(DATA IN THIS EXERCISE Opens)

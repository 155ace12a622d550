//! Bounded numeric text field state.

use super::constraints::InputConstraints;

/// Text buffer behind a numeric input control
///
/// Holds the raw text exactly as typed. Every edit is checked against the
/// constraints as a whole-field candidate, so text produced by editing is
/// never something the control would have refused. A seed is the exception:
/// it is shown as given, fully selected, and the first edit replaces it.
#[derive(Debug, Clone)]
pub struct NumericInput {
    text: String,
    constraints: InputConstraints,
    /// The whole text is selected; the next edit replaces it
    replace_on_next_edit: bool,
}

impl NumericInput {
    pub fn new(constraints: InputConstraints) -> Self {
        Self {
            text: String::new(),
            constraints,
            replace_on_next_edit: false,
        }
    }

    /// Seed the field with text, bypassing constraints
    ///
    /// Seeds come from the caller's current value and are shown as-is even if
    /// they would not be typeable. The seed starts out selected, so typing or
    /// pasting replaces it and backspace clears it.
    pub fn with_text(text: impl Into<String>, constraints: InputConstraints) -> Self {
        Self {
            text: text.into(),
            constraints,
            replace_on_next_edit: true,
        }
    }

    /// Current raw text
    pub fn text(&self) -> &str {
        &self.text
    }

    pub fn is_empty(&self) -> bool {
        self.text.is_empty()
    }

    /// Whether the next edit replaces the whole text
    pub fn is_seed_selected(&self) -> bool {
        self.replace_on_next_edit
    }

    /// Append a character. Returns false if the edit was refused.
    pub fn insert_char(&mut self, ch: char) -> bool {
        if !self.constraints.is_char_allowed(ch) {
            return false;
        }
        let mut candidate = if self.replace_on_next_edit {
            String::new()
        } else {
            self.text.clone()
        };
        candidate.push(ch);
        self.commit_candidate(candidate)
    }

    /// Remove the last character, or the whole selected seed.
    /// Returns false if there was nothing to remove.
    pub fn delete_backward(&mut self) -> bool {
        if self.replace_on_next_edit {
            return self.clear();
        }
        self.text.pop().is_some()
    }

    /// Empty the field
    pub fn clear(&mut self) -> bool {
        self.replace_on_next_edit = false;
        if self.text.is_empty() {
            return false;
        }
        self.text.clear();
        true
    }

    /// Replace the whole content (paste). Returns false if the edit was refused.
    pub fn set_text(&mut self, text: &str) -> bool {
        self.commit_candidate(text.to_string())
    }

    fn commit_candidate(&mut self, candidate: String) -> bool {
        if self.constraints.accepts(&candidate) {
            self.text = candidate;
            self.replace_on_next_edit = false;
            true
        } else {
            tracing::trace!(candidate = %candidate, "numeric input refused edit");
            false
        }
    }
}

impl Default for NumericInput {
    fn default() -> Self {
        Self::new(InputConstraints::default())
    }
}

#[cfg(test)]
mod tests {
    use super::*;

    fn percent_input(text: &str) -> NumericInput {
        NumericInput::with_text(text, InputConstraints::percent(100.0))
    }

    #[test]
    fn test_typing_digits() {
        let mut input = percent_input("");
        assert!(input.insert_char('5'));
        assert!(input.insert_char('.'));
        assert!(input.insert_char('2'));
        assert_eq!(input.text(), "5.2");
    }

    #[test]
    fn test_filtered_chars_are_refused() {
        let mut input = percent_input("1");
        assert!(!input.insert_char('x'));
        assert!(!input.insert_char('-'));
        assert_eq!(input.text(), "1");
    }

    #[test]
    fn test_ceiling_refuses_above_hundred() {
        let mut input = percent_input("");
        assert!(input.set_text("10"));
        assert!(input.insert_char('0'));
        assert_eq!(input.text(), "100");
        assert!(!input.insert_char('1'));
        assert_eq!(input.text(), "100");
    }

    #[test]
    fn test_set_text_respects_ceiling() {
        let mut input = percent_input("1");
        assert!(!input.set_text("250"));
        assert_eq!(input.text(), "1");
        assert!(input.set_text("2.5"));
        assert_eq!(input.text(), "2.5");
    }

    #[test]
    fn test_seed_bypasses_constraints() {
        let input = percent_input("7.000000000000001");
        assert_eq!(input.text(), "7.000000000000001");
    }

    #[test]
    fn test_delete_and_clear() {
        let mut input = percent_input("");
        assert!(input.set_text("0.25"));
        assert!(input.delete_backward());
        assert_eq!(input.text(), "0.2");
        assert!(input.clear());
        assert!(input.is_empty());
        assert!(!input.delete_backward());
        assert!(!input.clear());
    }

    #[test]
    fn test_first_keystroke_replaces_seed() {
        let mut input = percent_input("0.1");
        assert!(input.is_seed_selected());
        assert!(input.insert_char('5'));
        assert_eq!(input.text(), "5");
        assert!(!input.is_seed_selected());
        assert!(input.insert_char('0'));
        assert_eq!(input.text(), "50");
    }

    #[test]
    fn test_refused_keystroke_keeps_seed_selected() {
        let mut input = percent_input("0.25");
        assert!(!input.insert_char('x'));
        assert!(input.is_seed_selected());
        assert!(input.insert_char('7'));
        assert_eq!(input.text(), "7");
    }

    #[test]
    fn test_backspace_clears_selected_seed() {
        let mut input = percent_input("0.25");
        assert!(input.delete_backward());
        assert!(input.is_empty());
        assert!(!input.delete_backward());
    }
}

(DATA IN THIS EXERCISE Closes)

● BRIEF
An exact copy of the data, with every line intact, is the required answer.

● WRITTEN ANSWER
repository 155ace12a622d550
//! Bounded numeric text field state.

use super::constraints::InputConstraints;

/// Text buffer behind a numeric input control
///
/// Holds the raw text exactly as typed. Every edit is checked against the
/// constraints as a whole-field candidate, so text produced by editing is
/// never something the control would have refused. A seed is the exception:
/// it is shown as given, fully selected, and the first edit replaces it.
#[derive(Debug, Clone)]
pub struct NumericInput {
    text: String,
    constraints: InputConstraints,
    /// The whole text is selected; the next edit replaces it
    replace_on_next_edit: bool,
}

impl NumericInput {
    pub fn new(constraints: InputConstraints) -> Self {
        Self {
            text: String::new(),
            constraints,
            replace_on_next_edit: false,
        }
    }

    /// Seed the field with text, bypassing constraints
    ///
    /// Seeds come from the caller's current value and are shown as-is even if
    /// they would not be typeable. The seed starts out selected, so typing or
    /// pasting replaces it and backspace clears it.
    pub fn with_text(text: impl Into<String>, constraints: InputConstraints) -> Self {
        Self {
            text: text.into(),
            constraints,
            replace_on_next_edit: true,
        }
    }

    /// Current raw text
    pub fn text(&self) -> &str {
        &self.text
    }

    pub fn is_empty(&self) -> bool {
        self.text.is_empty()
    }

    /// Whether the next edit replaces the whole text
    pub fn is_seed_selected(&self) -> bool {
        self.replace_on_next_edit
    }

    /// Append a character. Returns false if the edit was refused.
    pub fn insert_char(&mut self, ch: char) -> bool {
        if !self.constraints.is_char_allowed(ch) {
            return false;
        }
        let mut candidate = if self.replace_on_next_edit {
            String::new()
        } else {
            self.text.clone()
        };
        candidate.push(ch);
        self.commit_candidate(candidate)
    }

    /// Remove the last character, or the whole selected seed.
    /// Returns false if there was nothing to remove.
    pub fn delete_backward(&mut self) -> bool {
        if self.replace_on_next_edit {
            return self.clear();
        }
        self.text.pop().is_some()
    }

    /// Empty the field
    pub fn clear(&mut self) -> bool {
        self.replace_on_next_edit = false;
        if self.text.is_empty() {
            return false;
        }
        self.text.clear();
        true
    }

    /// Replace the whole content (paste). Returns false if the edit was refused.
    pub fn set_text(&mut self, text: &str) -> bool {
        self.commit_candidate(text.to_string())
    }

    fn commit_candidate(&mut self, candidate: String) -> bool {
        if self.constraints.accepts(&candidate) {
            self.text = candidate;
            self.replace_on_next_edit = false;
            true
        } else {
            tracing::trace!(candidate = %candidate, "numeric input refused edit");
            false
        }
    }
}

impl Default for NumericInput {
    fn default() -> Self {
        Self::new(InputConstraints::default())
    }
}

#[cfg(test)]
mod tests {
    use super::*;

    fn percent_input(text: &str) -> NumericInput {
        NumericInput::with_text(text, InputConstraints::percent(100.0))
    }

    #[test]
    fn test_typing_digits() {
        let mut input = percent_input("");
        assert!(input.insert_char('5'));
        assert!(input.insert_char('.'));
        assert!(input.insert_char('2'));
        assert_eq!(input.text(), "5.2");
    }

    #[test]
    fn test_filtered_chars_are_refused() {
        let mut input = percent_input("1");
        assert!(!input.insert_char('x'));
        assert!(!input.insert_char('-'));
        assert_eq!(input.text(), "1");
    }

    #[test]
    fn test_ceiling_refuses_above_hundred() {
        let mut input = percent_input("");
        assert!(input.set_text("10"));
        assert!(input.insert_char('0'));
        assert_eq!(input.text(), "100");
        assert!(!input.insert_char('1'));
        assert_eq!(input.text(), "100");
    }

    #[test]
    fn test_set_text_respects_ceiling() {
        let mut input = percent_input("1");
        assert!(!input.set_text("250"));
        assert_eq!(input.text(), "1");
        assert!(input.set_text("2.5"));
        assert_eq!(input.text(), "2.5");
    }

    #[test]
    fn test_seed_bypasses_constraints() {
        let input = percent_input("7.000000000000001");
        assert_eq!(input.text(), "7.000000000000001");
    }

    #[test]
    fn test_delete_and_clear() {
        let mut input = percent_input("");
        assert!(input.set_text("0.25"));
        assert!(input.delete_backward());
        assert_eq!(input.text(), "0.2");
        assert!(input.clear());
        assert!(input.is_empty());
        assert!(!input.delete_backward());
        assert!(!input.clear());
    }

    #[test]
    fn test_first_keystroke_replaces_seed() {
        let mut input = percent_input("0.1");
        assert!(input.is_seed_selected());
        assert!(input.insert_char('5'));
        assert_eq!(input.text(), "5");
        assert!(!input.is_seed_selected());
        assert!(input.insert_char('0'));
        assert_eq!(input.text(), "50");
    }

    #[test]
    fn test_refused_keystroke_keeps_seed_selected() {
        let mut input = percent_input("0.25");
        assert!(!input.insert_char('x'));
        assert!(input.is_seed_selected());
        assert!(input.insert_char('7'));
        assert_eq!(input.text(), "7");
    }

    #[test]
    fn test_backspace_clears_selected_seed() {
        let mut input = percent_input("0.25");
        assert!(input.delete_backward());
        assert!(input.is_empty());
        assert!(!input.delete_backward());
    }
}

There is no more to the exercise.